24 November 2006

Gobble Gobble.

WTF? Volver is only playing in 5 theaters in the city? I don't get it. Who the fuck doesn't wanna see a really busty Penelope (Penélope?) Cruz? Oh, and don't you love how people sound sooooo surprised she can act? "OMG no rly, u guyz! She's assum! It's not like in her English movies!" Yeah, it would help if her English roles had actually been good. Just sayin'. I mean, Captain Corelli's Mandolin wasn't exactly her most exciting role...

Yeah, Thanksgiving was okay. It was as good as it could be with all these suburbanite Korean people. The food was right out of a Normal Rockwell painting (y'know), complete with mac & cheese made out of a box. No kimchi, but we had rice cake stuff. Haha.

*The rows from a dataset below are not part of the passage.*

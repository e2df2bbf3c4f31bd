// src/db/queries/schedule.rs
//
// Availability Store: tutor-declared blocked/available slots, plus the
// merged schedule view. A slot occupied by a non-cancelled lesson always
// renders as booked, superseding any declared row at the same
// (date, start_time) key.

use std::collections::BTreeMap;

use axum::{
    extract::{Extension, Path, Query, State},
    http::StatusCode,
    Json,
};
use chrono::{NaiveDate, NaiveTime};
use sqlx::PgPool;

use crate::api::auth::Claims;
use crate::db::models::schedule::{
    BlockSlotsRequest, NewScheduleSlot, ScheduleQuery, ScheduleSlotView, SlotStatus,
    TutorScheduleSlot,
};
use crate::utils::api_response::ApiResponse;
use crate::utils::error::{ServiceError, ServiceResult};
use crate::utils::time::{CalendarDate, WallClockTime};

const SLOT_COLUMNS: &str = "id, tutor_id, slot_date, start_time, end_time, status, reason, \
    is_recurring, recurring_pattern";

/// A lesson occupying a slot on the tutor's calendar.
#[derive(Debug, sqlx::FromRow)]
pub struct OccupiedSlot {
    pub lesson_id: i32,
    pub lesson_date: NaiveDate,
    pub start_time: NaiveTime,
    pub end_time: NaiveTime,
}

/// Upsert the tutor's declared slots; a colliding insert overwrites the
/// declared state instead of duplicating the row.
pub async fn block_slots(
    pool: &PgPool,
    tutor_id: i32,
    slots: &[NewScheduleSlot],
) -> ServiceResult<Vec<TutorScheduleSlot>> {
    for slot in slots {
        if slot.end_time <= slot.start_time {
            return Err(ServiceError::Validation(format!(
                "Slot on {} must end after it starts",
                slot.slot_date
            )));
        }
    }

    let query = format!(
        "INSERT INTO tutor_schedule
             (tutor_id, slot_date, start_time, end_time, status, reason, is_recurring, recurring_pattern)
         VALUES ($1, $2, $3, $4, $5, $6, $7, $8)
         ON CONFLICT (tutor_id, slot_date, start_time)
         DO UPDATE SET end_time = EXCLUDED.end_time,
                       status = EXCLUDED.status,
                       reason = EXCLUDED.reason,
                       is_recurring = EXCLUDED.is_recurring,
                       recurring_pattern = EXCLUDED.recurring_pattern
         RETURNING {SLOT_COLUMNS}"
    );

    let mut tx = pool.begin().await?;
    let mut saved = Vec::with_capacity(slots.len());
    for slot in slots {
        let row = sqlx::query_as::<_, TutorScheduleSlot>(&query)
            .bind(tutor_id)
            .bind(slot.slot_date)
            .bind(slot.start_time)
            .bind(slot.end_time)
            .bind(slot.status)
            .bind(&slot.reason)
            .bind(slot.is_recurring)
            .bind(&slot.recurring_pattern)
            .fetch_one(&mut *tx)
            .await?;
        saved.push(row);
    }
    tx.commit().await?;

    Ok(saved)
}

/// Merge declared slots with lesson occupancy into the schedule view.
///
/// Lesson occupancy takes priority: a declared row at an occupied
/// (date, start_time) key is replaced by the booked entry, never shown as
/// available or blocked.
fn merge_schedule(
    tutor_id: i32,
    declared: Vec<TutorScheduleSlot>,
    occupied: Vec<OccupiedSlot>,
) -> Vec<ScheduleSlotView> {
    let mut merged: BTreeMap<(NaiveDate, NaiveTime), ScheduleSlotView> = BTreeMap::new();

    for slot in declared {
        let status = match slot.status {
            SlotStatus::Blocked => "blocked",
            SlotStatus::Available => "available",
        };
        merged.insert(
            (slot.slot_date, slot.start_time),
            ScheduleSlotView {
                slot_id: Some(slot.id),
                tutor_id,
                slot_date: CalendarDate::from_naive(slot.slot_date).to_string(),
                start_time: WallClockTime::from_naive(slot.start_time).to_string(),
                end_time: WallClockTime::from_naive(slot.end_time).to_string(),
                status: status.to_string(),
                reason: slot.reason,
                lesson_id: None,
            },
        );
    }

    for lesson in occupied {
        merged.insert(
            (lesson.lesson_date, lesson.start_time),
            ScheduleSlotView {
                slot_id: None,
                tutor_id,
                slot_date: CalendarDate::from_naive(lesson.lesson_date).to_string(),
                start_time: WallClockTime::from_naive(lesson.start_time).to_string(),
                end_time: WallClockTime::from_naive(lesson.end_time).to_string(),
                status: "booked".to_string(),
                reason: None,
                lesson_id: Some(lesson.lesson_id),
            },
        );
    }

    merged.into_values().collect()
}

/// The merged schedule view for a tutor over an optional date range.
pub async fn get_schedule_view(
    pool: &PgPool,
    tutor_id: i32,
    from: Option<NaiveDate>,
    to: Option<NaiveDate>,
) -> ServiceResult<Vec<ScheduleSlotView>> {
    let declared_query = format!(
        "SELECT {SLOT_COLUMNS} FROM tutor_schedule
         WHERE tutor_id = $1
           AND ($2::date IS NULL OR slot_date >= $2)
           AND ($3::date IS NULL OR slot_date <= $3)"
    );
    let declared = sqlx::query_as::<_, TutorScheduleSlot>(&declared_query)
        .bind(tutor_id)
        .bind(from)
        .bind(to)
        .fetch_all(pool)
        .await?;

    // Cancelled lessons release their slot; their request is terminal.
    let occupied = sqlx::query_as::<_, OccupiedSlot>(
        "SELECT l.id AS lesson_id, l.lesson_date, l.start_time, l.end_time
         FROM lessons l
         LEFT JOIN lesson_requests r ON r.id = l.request_id
         WHERE l.tutor_id = $1
           AND (r.status IS NULL OR r.status NOT IN ('rejected', 'cancelled'))
           AND ($2::date IS NULL OR l.lesson_date >= $2)
           AND ($3::date IS NULL OR l.lesson_date <= $3)",
    )
    .bind(tutor_id)
    .bind(from)
    .bind(to)
    .fetch_all(pool)
    .await?;

    Ok(merge_schedule(tutor_id, declared, occupied))
}

#[utoipa::path(
    post,
    path = "/schedule/slots",
    request_body = BlockSlotsRequest,
    responses(
        (status = 201, description = "Slots saved", body = Vec<TutorScheduleSlot>),
        (status = 400, description = "Slot window invalid"),
        (status = 403, description = "Only tutors can declare slots")
    ),
    tag = "Schedule",
    security(("bearerAuth" = []))
)]
pub async fn block_time_slots(
    State(pool): State<PgPool>,
    Extension(claims): Extension<Claims>,
    Json(payload): Json<BlockSlotsRequest>,
) -> Result<ApiResponse<Vec<TutorScheduleSlot>>, ApiResponse<()>> {
    let tutor_id = claims.user_id()?;
    if !claims.actor_role().is_tutor() {
        return Err(ServiceError::Authorization(
            "Only tutors can declare schedule slots".to_string(),
        )
        .into());
    }

    let saved = block_slots(&pool, tutor_id, &payload.slots).await?;
    Ok(ApiResponse::created("Schedule slots saved", saved))
}

#[utoipa::path(
    get,
    path = "/schedule/{tutor_id}",
    params(
        ("tutor_id" = i32, Path, description = "Tutor user ID"),
        ScheduleQuery
    ),
    responses(
        (status = 200, description = "Merged schedule view", body = Vec<ScheduleSlotView>),
        (status = 500, description = "Failed to retrieve schedule")
    ),
    tag = "Schedule",
    security(("bearerAuth" = []))
)]
pub async fn get_schedule(
    State(pool): State<PgPool>,
    Path(tutor_id): Path<i32>,
    Query(range): Query<ScheduleQuery>,
) -> Result<ApiResponse<Vec<ScheduleSlotView>>, ApiResponse<()>> {
    let view = get_schedule_view(&pool, tutor_id, range.from, range.to).await?;
    Ok(ApiResponse::success(
        StatusCode::OK,
        "Schedule retrieved",
        view,
    ))
}

#[utoipa::path(
    delete,
    path = "/schedule/slots/{slot_id}",
    params(
        ("slot_id" = i32, Path, description = "Schedule slot ID")
    ),
    responses(
        (status = 200, description = "Slot deleted"),
        (status = 404, description = "Slot not found")
    ),
    tag = "Schedule",
    security(("bearerAuth" = []))
)]
pub async fn delete_time_slot(
    State(pool): State<PgPool>,
    Extension(claims): Extension<Claims>,
    Path(slot_id): Path<i32>,
) -> Result<ApiResponse<()>, ApiResponse<()>> {
    let actor_id = claims.user_id()?;
    let role = claims.actor_role();

    let query = if role.is_admin() {
        "DELETE FROM tutor_schedule WHERE id = $1 RETURNING id"
    } else {
        "DELETE FROM tutor_schedule WHERE id = $1 AND tutor_id = $2 RETURNING id"
    };
    let mut q = sqlx::query_scalar::<_, i32>(query).bind(slot_id);
    if !role.is_admin() {
        q = q.bind(actor_id);
    }
    let deleted = q.fetch_optional(&pool).await.map_err(ServiceError::from)?;

    if deleted.is_none() {
        return Err(ServiceError::NotFound(format!("Slot {slot_id} not found")).into());
    }
    Ok(ApiResponse::success(StatusCode::OK, "Slot deleted", ()))
}

use utoipa::OpenApi;
#[derive(OpenApi)]
#[openapi(
    paths(block_time_slots, get_schedule, delete_time_slot),
    components(schemas(TutorScheduleSlot, NewScheduleSlot, BlockSlotsRequest, ScheduleSlotView, SlotStatus)),
    tags(
        (name = "Schedule", description = "Tutor availability and the merged schedule view")
    )
)]
pub struct ScheduleDoc;

#[cfg(test)]
mod tests {
    use super::*;

    fn date(s: &str) -> NaiveDate {
        NaiveDate::parse_from_str(s, "%Y-%m-%d").unwrap()
    }

    fn time(s: &str) -> NaiveTime {
        NaiveTime::parse_from_str(s, "%H:%M:%S").unwrap()
    }

    fn declared(id: i32, d: &str, start: &str, status: SlotStatus) -> TutorScheduleSlot {
        TutorScheduleSlot {
            id,
            tutor_id: 2,
            slot_date: date(d),
            start_time: time(start),
            end_time: time("23:00:00"),
            status,
            reason: Some("personal".to_string()),
            is_recurring: false,
            recurring_pattern: None,
        }
    }

    fn occupied(lesson_id: i32, d: &str, start: &str, end: &str) -> OccupiedSlot {
        OccupiedSlot {
            lesson_id,
            lesson_date: date(d),
            start_time: time(start),
            end_time: time(end),
        }
    }

    #[test]
    fn lesson_occupancy_supersedes_declared_slot() {
        let views = merge_schedule(
            2,
            vec![declared(1, "2024-03-15", "14:00:00", SlotStatus::Available)],
            vec![occupied(9, "2024-03-15", "14:00:00", "15:00:00")],
        );
        assert_eq!(views.len(), 1);
        assert_eq!(views[0].status, "booked");
        assert_eq!(views[0].lesson_id, Some(9));
        assert!(views[0].slot_id.is_none());
        assert!(views[0].reason.is_none());
    }

    #[test]
    fn blocked_slot_without_lesson_stays_blocked() {
        let views = merge_schedule(
            2,
            vec![declared(1, "2024-03-15", "10:00:00", SlotStatus::Blocked)],
            vec![],
        );
        assert_eq!(views.len(), 1);
        assert_eq!(views[0].status, "blocked");
        assert_eq!(views[0].slot_id, Some(1));
    }

    #[test]
    fn merged_view_is_ordered_by_date_then_start() {
        let views = merge_schedule(
            2,
            vec![
                declared(1, "2024-03-16", "09:00:00", SlotStatus::Blocked),
                declared(2, "2024-03-15", "18:00:00", SlotStatus::Available),
            ],
            vec![occupied(9, "2024-03-15", "14:00:00", "15:00:00")],
        );
        let keys: Vec<(&str, &str)> = views
            .iter()
            .map(|v| (v.slot_date.as_str(), v.start_time.as_str()))
            .collect();
        assert_eq!(
            keys,
            vec![
                ("2024-03-15", "14:00:00"),
                ("2024-03-15", "18:00:00"),
                ("2024-03-16", "09:00:00"),
            ]
        );
    }

    #[test]
    fn lesson_on_an_undeclared_slot_still_shows_booked() {
        let views = merge_schedule(2, vec![], vec![occupied(9, "2024-03-20", "08:00:00", "09:00:00")]);
        assert_eq!(views.len(), 1);
        assert_eq!(views[0].status, "booked");
        assert_eq!(views[0].end_time, "09:00:00");
    }
}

After eating we just watched Elf, which was all right, pretty funny at points. There was this one part were there was a little person and Will Ferrell kept calling him an elf, and I found that much funnier than it was on the screen, because I kept thinking about that bit in The (British) Office where the boss and his employee keep talking about the difference between midgets and dwarves and it's uncomfortable enough but the gag runs for a really long time and it just makes you squirm. Don't you love how I'm describing this entire thing to y'all? By this point you must have realized I have nothing to do (read: don't wanna face the facts that I have a shitload of homework). Haha.

I have to go out to the library cos my book is totes overdue.

On the car ride to my parents' friends' house:
Suburban Dude: I feel bad for Jewish people, they don't have any happy holidays...
Me: They have Purim.
Suburban Dude: (doesn't hear me) ...It's like they're always fasting or something...
Me: They have hamantaschen.
My Brother: (doesn't hear me either) What about Muslims? They have it worse.
Suburband Dude: Oh, that's right. They have Ramadan.

Yeah, it was a weird night. My brother kept bitching at me about how he wishes he could go back in time and kill Derrida.